If people were consistent you’d have a point. If Apple had also removed some corres from the base M3 and the Max you’d have a point. Making one of their products worse relative to its position in prior years is not defensible if the same arguments don’t work when looking at the rest of the product stack

You're right about consistency, but there are no fixed tiers. Apple has been heavily criticized in the past for too little differentiation in their line up. Now that they re-arranging the line-up to have better differentiation, they get the same criticism. On the day that they decide to make a purchase, the buyer needs to evaluate their needs and buy the machine that they can afford.

The fact that millions of Mac users are still well served by the Intel machines, proves that the baseline for what most people need for performance is much lower than what some here are asserting is required.
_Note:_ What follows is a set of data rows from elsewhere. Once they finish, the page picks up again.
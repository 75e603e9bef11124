//! The Elm-architecture application loop: [`Model`], [`Driver`], [`Effect`],
//! [`App`].
//!
//! Drawing takes `&mut self` because a render is not free of state: every
//! composed frame advances the light flicker and the random source.

use std::error::Error;
use std::io::Write;
use std::sync::Arc;
use std::sync::atomic::{AtomicBool, Ordering};
use std::sync::mpsc::{self, Receiver, Sender};

use crate::frame::Frame;
use crate::geom::Viewport;
use crate::messages::Msg;
use crate::recording::FrameRecorder;

// ---------------------------------------------------------------------------
// Context (cancellation token)
// ---------------------------------------------------------------------------

/// Cooperative stop flag shared between the loop and the driver.
#[derive(Clone, Debug, Default)]
pub struct Context {
    done: Arc<AtomicBool>,
}

impl Context {
    pub fn new() -> Self {
        Self::default()
    }

    #[inline]
    pub fn is_done(&self) -> bool {
        self.done.load(Ordering::Relaxed)
    }

    #[inline]
    pub fn cancel(&self) {
        self.done.store(true, Ordering::Relaxed);
    }
}

// ---------------------------------------------------------------------------
// Effect
// ---------------------------------------------------------------------------

/// A side-effect returned by [`Model::update`].
#[derive(Clone, Debug, PartialEq, Eq)]
pub enum Effect {
    /// Ring the terminal bell `n` times.
    Bell(u8),
    /// Several effects, applied in order.
    Batch(Vec<Effect>),
    /// Stop the application loop.
    End,
}

// ---------------------------------------------------------------------------
// Model / Driver
// ---------------------------------------------------------------------------

/// The application model.
pub trait Model {
    /// Process a message, optionally returning a side-effect.
    fn update(&mut self, msg: Msg) -> Option<Effect>;

    /// Compose the next frame for a viewport of the given size.
    fn draw(&mut self, viewport: Viewport) -> Frame;
}

/// Back-end that owns the screen and the input source.
pub trait Driver {
    /// Prepare the screen.
    fn init(&mut self) -> Result<(), Box<dyn Error>>;

    /// Push any pending input into `tx`. Should return promptly, sending
    /// [`Msg::Tick`] when nothing arrived within the tick interval.
    fn poll_msgs(&mut self, ctx: &Context, tx: &Sender<Msg>) -> Result<(), Box<dyn Error>>;

    /// Current screen size.
    fn viewport(&mut self) -> Result<Viewport, Box<dyn Error>>;

    /// Draw a complete frame.
    fn flush(&mut self, frame: &Frame) -> Result<(), Box<dyn Error>>;

    /// Ring the bell `count` times.
    fn bell(&mut self, count: u8) -> Result<(), Box<dyn Error>>;

    /// Restore the screen. Must be safe to call more than once.
    fn close(&mut self);
}

// ---------------------------------------------------------------------------
// AppConfig / App
// ---------------------------------------------------------------------------

/// Configuration for creating an [`App`].
pub struct AppConfig<M: Model, D: Driver> {
    pub model: M,
    pub driver: D,
    /// Optional transcript of every flushed frame.
    pub frame_writer: Option<Box<dyn Write>>,
}

/// The main application runner.
pub struct App<M: Model, D: Driver> {
    model: M,
    driver: D,
    recorder: Option<FrameRecorder<Box<dyn Write>>>,
}

impl<M: Model, D: Driver> App<M, D> {
    pub fn new(config: AppConfig<M, D>) -> Self {
        Self {
            model: config.model,
            driver: config.driver,
            recorder: config.frame_writer.map(FrameRecorder::new),
        }
    }

    /// Run the loop: poll -> update -> draw -> flush, until the model
    /// returns [`Effect::End`] or the driver fails.
    pub fn run(&mut self) -> Result<(), Box<dyn Error>> {
        self.driver.init()?;
        let result = self.run_loop();
        self.driver.close();
        result
    }

    fn run_loop(&mut self) -> Result<(), Box<dyn Error>> {
        let ctx = Context::new();
        let (tx, rx): (Sender<Msg>, Receiver<Msg>) = mpsc::channel();

        tx.send(Msg::Init).ok();
        self.process_pending(&rx, &ctx)?;

        while !ctx.is_done() {
            self.driver.poll_msgs(&ctx, &tx)?;
            if ctx.is_done() {
                break;
            }
            self.process_pending(&rx, &ctx)?;
        }
        Ok(())
    }

    /// Drain queued messages, update the model, then draw once.
    fn process_pending(&mut self, rx: &Receiver<Msg>, ctx: &Context) -> Result<(), Box<dyn Error>> {
        let mut needs_draw = false;

        while let Ok(msg) = rx.try_recv() {
            if let Some(effect) = self.model.update(msg) {
                if self.handle_effect(effect, ctx)? {
                    return Ok(());
                }
            }
            needs_draw = true;
        }

        if needs_draw {
            let viewport = self.driver.viewport()?;
            let frame = self.model.draw(viewport);
            self.driver.flush(&frame)?;
            if let Some(rec) = &mut self.recorder {
                rec.record(&frame)?;
            }
        }
        Ok(())
    }

    /// Returns `true` if the app should stop.
    fn handle_effect(&mut self, effect: Effect, ctx: &Context) -> Result<bool, Box<dyn Error>> {
        match effect {
            Effect::End => {
                ctx.cancel();
                Ok(true)
            }
            Effect::Bell(n) => {
                self.driver.bell(n)?;
                Ok(false)
            }
            Effect::Batch(effects) => {
                for e in effects {
                    if self.handle_effect(e, ctx)? {
                        return Ok(true);
                    }
                }
                Ok(false)
            }
        }
    }
}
Apple's pricing for SSD upgrades is unreasonable, we are expected to pay far more for the storage than it costs Apple. Apple gets to decide what their products cost. We they buyers of this hardware enable them to do this.
 
Now, with this release, there are four distinct product categories within the laptop lineup. You have 1) students and non-professional users, 2) the entry level Pro for light business users like product managers or marketing people, 3) moderate pro users, and 4) high-end pro users.
You have a point and I get why Apple did what they did but I think this is one too many product lines. Regarding the entry-level pro user, in many (if not most) offices I've worked at these days, people are using two external displays, minimum. That automatically eliminates the MBA / M3 MBP models. So if these users want to use a Mac on the road and at work, they automatically have to jump to the M3 Pro models. I would personally just cap it at 3 lines;

1. Non-professional users (MBA)
2. Prosumers (M3 Pro)
3. High-end pro users (M3 Max)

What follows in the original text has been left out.